Boost logo

Boost :

From: Jim.Hyslop (jim.hyslop_at_[hidden])
Date: 2001-10-03 10:28:39

From: "David Abrahams" <david.abrahams_at_[hidden]>
> Could I expect to successfully dynamic_cast a B* to a C* or D*
> in code compiled into any arbitrary one of these libraries, even
> if libC and libD were not explicitly linked to libB?
Not in Windows.

To put this quite simplistically, from the compiler/linker's point of view,
the only difference between an EXE and a DLL (or any other executable image,
such as an OCX, SCR [screen saver] and so on) is the extension it gives the
final binary image (there are, of course, other details but those are not
relevant to the current discussion). This means that when your Windows
linker creates its DLL, it must resolve all symbol references. Therefore,
when you are building the DLL containing class C, the linker must be able to
find all B's member functions. This means that B must be exported from its
DLL, and both C and D must link to the export library.
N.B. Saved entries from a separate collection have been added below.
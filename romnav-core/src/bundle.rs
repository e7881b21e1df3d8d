//! Multi-ROM bundles: handheld-cartridge images carrying embedded NES ROMs.
//!
//! Each embedded image is a 48-byte header followed by an iNES image:
//!
//! | offset | size | field                         |
//! |--------|------|-------------------------------|
//! | 0      | 32   | name (NUL padded)             |
//! | 32     | 4    | image size (little endian)    |
//! | 36     | 4    | flags                         |
//! | 40     | 4    | sprite follow                 |
//! | 44     | 4    | reserved                      |
//! | 48     | size | iNES image, starts `NES\x1A`  |
//!
//! Images are 4-byte aligned and packed back to back.

use crate::error::{BrowserError, BrowserResult};

/// Size of the header preceding each embedded image.
pub const HEADER_SIZE: usize = 48;

/// iNES magic.
pub const INES_MAGIC: [u8; 4] = *b"NES\x1A";

/// One embedded ROM, located inside the bundle.
#[derive(Debug, Clone, PartialEq, Eq)]
pub struct EmbeddedRom {
    pub name: String,
    /// Offset of the header within the bundle.
    pub header_offset: usize,
    /// Size of the iNES image following the header.
    pub size: usize,
}

impl EmbeddedRom {
    pub fn data_offset(&self) -> usize {
        self.header_offset + HEADER_SIZE
    }

    /// Offset where the next image would start.
    fn end(&self) -> usize {
        align4(self.data_offset() + self.size)
    }
}

fn align4(n: usize) -> usize {
    (n + 3) & !3
}

/// Parse a header at `offset`, if a valid image starts there.
fn header_at(data: &[u8], offset: usize) -> Option<EmbeddedRom> {
    let header = data.get(offset..offset + HEADER_SIZE)?;
    let magic = data.get(offset + HEADER_SIZE..offset + HEADER_SIZE + INES_MAGIC.len())?;
    if magic != INES_MAGIC {
        return None;
    }

    let size = u32::from_le_bytes([header[32], header[33], header[34], header[35]]) as usize;
    if size < INES_MAGIC.len() || offset + HEADER_SIZE + size > data.len() {
        return None;
    }

    let name_len = header[..32].iter().position(|&b| b == 0).unwrap_or(32);
    let name = String::from_utf8_lossy(&header[..name_len]).trim().to_string();

    Some(EmbeddedRom {
        name,
        header_offset: offset,
        size,
    })
}

/// First embedded ROM, scanning 4-byte aligned offsets.
pub fn first_rom(data: &[u8]) -> Option<EmbeddedRom> {
    (0..data.len())
        .step_by(4)
        .find_map(|offset| header_at(data, offset))
}

/// ROM packed directly after `prev`, if any.
pub fn next_rom(data: &[u8], prev: &EmbeddedRom) -> Option<EmbeddedRom> {
    header_at(data, prev.end())
}

/// Replace a bundle with the single ROM it carries.
///
/// Zero or several embedded ROMs are an error rather than a default pick.
pub fn unwrap_single(data: &mut Vec<u8>) -> BrowserResult<EmbeddedRom> {
    let Some(first) = first_rom(data) else {
        return Err(BrowserError::InvalidArchiveContent(
            "No NES ROMs found in this file.".to_string(),
        ));
    };
    if next_rom(data, &first).is_some() {
        return Err(BrowserError::InvalidArchiveContent(
            "More than one NES ROM found in this file. Only files with one ROM are supported."
                .to_string(),
        ));
    }

    let start = first.data_offset();
    data.copy_within(start..start + first.size, 0);
    data.truncate(first.size);
    Ok(first)
}

/// Build a bundle image. Test fixture helper.
#[cfg(test)]
pub(crate) fn build_bundle(preamble: usize, roms: &[(&str, &[u8])]) -> Vec<u8> {
    let mut out = vec![0xEA; align4(preamble)];
    for (name, image) in roms {
        let mut header = [0u8; HEADER_SIZE];
        let n = name.len().min(32);
        header[..n].copy_from_slice(&name.as_bytes()[..n]);
        header[32..36].copy_from_slice(&(image.len() as u32).to_le_bytes());
        out.extend_from_slice(&header);
        out.extend_from_slice(image);
        out.resize(align4(out.len()), 0);
    }
    out
}

#[cfg(test)]
mod tests {
    use super::*;

    fn ines(tag: u8, len: usize) -> Vec<u8> {
        let mut rom = INES_MAGIC.to_vec();
        rom.resize(len, tag);
        rom
    }

    #[test]
    fn test_single_rom_unwraps() {
        let rom = ines(0x11, 37);
        let mut bundle = build_bundle(192, &[("Zelda", &rom)]);

        let found = unwrap_single(&mut bundle).unwrap();
        assert_eq!(found.name, "Zelda");
        assert_eq!(found.header_offset, 192);
        assert_eq!(bundle, rom);
    }

    #[test]
    fn test_no_rom_fails() {
        let mut data = vec![0u8; 512];
        let err = unwrap_single(&mut data).unwrap_err();
        assert!(matches!(err, BrowserError::InvalidArchiveContent(_)));
        assert!(err.to_string().contains("No NES ROMs"));
        assert_eq!(data.len(), 512);
    }

    #[test]
    fn test_two_roms_fail() {
        let a = ines(0x22, 64);
        let b = ines(0x33, 30);
        let mut bundle = build_bundle(0, &[("A", &a), ("B", &b)]);
        let original = bundle.clone();

        let err = unwrap_single(&mut bundle).unwrap_err();
        assert!(err.to_string().contains("More than one NES ROM"));
        assert_eq!(bundle, original);
    }

    #[test]
    fn test_first_and_next() {
        let a = ines(0x22, 61);
        let b = ines(0x33, 30);
        let bundle = build_bundle(8, &[("A", &a), ("B", &b)]);

        let first = first_rom(&bundle).unwrap();
        assert_eq!(first.name, "A");
        let second = next_rom(&bundle, &first).unwrap();
        assert_eq!(second.name, "B");
        assert_eq!(second.size, 30);
        assert!(next_rom(&bundle, &second).is_none());
    }

    #[test]
    fn test_truncated_image_rejected() {
        let rom = ines(0x44, 100);
        let mut bundle = build_bundle(0, &[("Cut", &rom)]);
        bundle.truncate(HEADER_SIZE + 50);
        assert!(first_rom(&bundle).is_none());
    }
}
//! Storage devices and their path prefixes.

use std::fmt;

use serde::{Deserialize, Serialize};

use crate::entry::IconKind;
use crate::services::DeviceSwitch;

/// Logical storage device.
#[derive(Debug, Clone, Copy, PartialEq, Eq, Hash, Serialize, Deserialize)]
#[serde(rename_all = "lowercase")]
pub enum DeviceId {
    Sd,
    Usb,
    Dvd,
    Smb,
    SdSlotA,
    SdSlotB,
    SdPort2,
    SdGcLoader,
}

/// One row of the fixed device table.
#[derive(Debug, Clone, Copy, PartialEq, Eq)]
pub struct DeviceRoot {
    pub id: DeviceId,
    /// Root path, e.g. `sd:/`.
    pub prefix: &'static str,
    /// Label shown in the device selection listing.
    pub label: &'static str,
    pub icon: IconKind,
}

/// All known device roots, in prefix-resolution priority order.
pub static DEVICE_ROOTS: [DeviceRoot; 8] = [
    DeviceRoot {
        id: DeviceId::Sd,
        prefix: "sd:/",
        label: "SD Card",
        icon: IconKind::Sd,
    },
    DeviceRoot {
        id: DeviceId::Usb,
        prefix: "usb:/",
        label: "USB Mass Storage",
        icon: IconKind::Usb,
    },
    DeviceRoot {
        id: DeviceId::Dvd,
        prefix: "dvd:/",
        label: "Data DVD",
        icon: IconKind::Dvd,
    },
    DeviceRoot {
        id: DeviceId::Smb,
        prefix: "smb:/",
        label: "Network Share",
        icon: IconKind::Smb,
    },
    DeviceRoot {
        id: DeviceId::SdSlotA,
        prefix: "carda:/",
        label: "SD Gecko Slot A",
        icon: IconKind::Sd,
    },
    DeviceRoot {
        id: DeviceId::SdSlotB,
        prefix: "cardb:/",
        label: "SD Gecko Slot B",
        icon: IconKind::Sd,
    },
    DeviceRoot {
        id: DeviceId::SdPort2,
        prefix: "port2:/",
        label: "SD in SP2",
        icon: IconKind::Sd,
    },
    DeviceRoot {
        id: DeviceId::SdGcLoader,
        prefix: "gcloader:/",
        label: "GC Loader",
        icon: IconKind::Sd,
    },
];

impl DeviceId {
    /// Table row for this device.
    pub fn root(self) -> &'static DeviceRoot {
        let index = match self {
            DeviceId::Sd => 0,
            DeviceId::Usb => 1,
            DeviceId::Dvd => 2,
            DeviceId::Smb => 3,
            DeviceId::SdSlotA => 4,
            DeviceId::SdSlotB => 5,
            DeviceId::SdPort2 => 6,
            DeviceId::SdGcLoader => 7,
        };
        &DEVICE_ROOTS[index]
    }

    pub fn prefix(self) -> &'static str {
        self.root().prefix
    }

    /// Device name without the `:/` suffix (`sd`, `usb`, ...).
    pub fn name(self) -> &'static str {
        self.prefix().trim_end_matches(":/")
    }

    /// Parse a device name as written on the command line (`sd`, `sd:`, `sd:/`).
    pub fn from_name(name: &str) -> Option<DeviceId> {
        let name = name.trim_end_matches('/').trim_end_matches(':');
        DEVICE_ROOTS
            .iter()
            .find(|root| root.id.name().eq_ignore_ascii_case(name))
            .map(|root| root.id)
    }
}

impl fmt::Display for DeviceId {
    fn fmt(&self, f: &mut fmt::Formatter<'_>) -> fmt::Result {
        f.write_str(self.name())
    }
}

/// Map a path to the device whose prefix it starts with.
pub fn resolve(path: &str) -> Option<DeviceId> {
    if path.is_empty() {
        return None;
    }
    DEVICE_ROOTS
        .iter()
        .find(|root| path.starts_with(root.prefix))
        .map(|root| root.id)
}

/// What a detected device will be used for.
#[derive(Debug, Clone, Copy, PartialEq, Eq)]
pub enum DeviceKind {
    Load,
    Save,
}

impl DeviceKind {
    /// Devices probed by auto-detection, in priority order.
    pub fn candidates(self) -> &'static [DeviceId] {
        const LOAD: [DeviceId; 8] = [
            DeviceId::Sd,
            DeviceId::Usb,
            DeviceId::SdSlotA,
            DeviceId::SdSlotB,
            DeviceId::SdPort2,
            DeviceId::SdGcLoader,
            DeviceId::Dvd,
            DeviceId::Smb,
        ];
        // Optical media is read-only.
        const SAVE: [DeviceId; 7] = [
            DeviceId::Sd,
            DeviceId::Usb,
            DeviceId::SdSlotA,
            DeviceId::SdSlotB,
            DeviceId::SdPort2,
            DeviceId::SdGcLoader,
            DeviceId::Smb,
        ];
        match self {
            DeviceKind::Load => &LOAD,
            DeviceKind::Save => &SAVE,
        }
    }
}

/// Probe candidate devices in priority order; first one that activates wins.
pub fn detect<S: DeviceSwitch + ?Sized>(switch: &mut S, kind: DeviceKind) -> Option<DeviceId> {
    kind.candidates()
        .iter()
        .copied()
        .find(|&device| switch.activate(device, true))
}

/// Which family of hardware the browser runs on.
///
/// Decides the device roots offered in the synthetic device listing.
#[derive(Debug, Clone, Copy, PartialEq, Eq, Default, Serialize, Deserialize)]
#[serde(rename_all = "kebab-case")]
pub enum Platform {
    /// Front SD slot and USB ports.
    #[default]
    SdUsb,
    /// Memory-card slot adapters.
    CardSlots,
}

impl Platform {
    /// Device roots shown when no directory listing is available.
    pub fn device_roots(self) -> Vec<&'static DeviceRoot> {
        let local: &[DeviceId] = match self {
            Platform::SdUsb => &[DeviceId::Sd, DeviceId::Usb],
            Platform::CardSlots => &[
                DeviceId::SdSlotA,
                DeviceId::SdSlotB,
                DeviceId::SdPort2,
                DeviceId::SdGcLoader,
            ],
        };
        local
            .iter()
            .chain([DeviceId::Smb, DeviceId::Dvd].iter())
            .map(|id| id.root())
            .collect()
    }
}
You _can_ get away without linking libB, if you meet all the following

- All of B's member functions are inline, in the header, or in a regular
(statically linked) library
- B does not have any static data members
- B's member functions do not refer to static non-member data (i.e. global
variables), unless that data is exported from another DLL.

If B has static data members, then one of two things will happen. Either
you'll get an unresolved external, or each DLL will contain its own copy of
the static data member.

In that situation, though, B's export library would be empty!

For example:

// file: b.h
class B
   int i;
   virtual ~B() {}
   virtual void doSomething() {}
   virtual void aPureFn() = 0;

In this situation, each executable image that #includes b.h will generate
its own versions of the inline functions, and a vtable which points to those
functions (and has the RTTI information as well).

There is a danger to this. If you have this sequence of events:

DLL X creates a B object, or an object derived from B
DLL X gets unloaded
B object gets destroyed

(the sequence is actually a little more subtle than this, but that's the
broad strokes of it).

The pointers in B's vtable will all point to functions that were mapped into
the memory previously occupied by DLL X. But since X has been unloaded from
memory, those pointers now point at unmapped memory.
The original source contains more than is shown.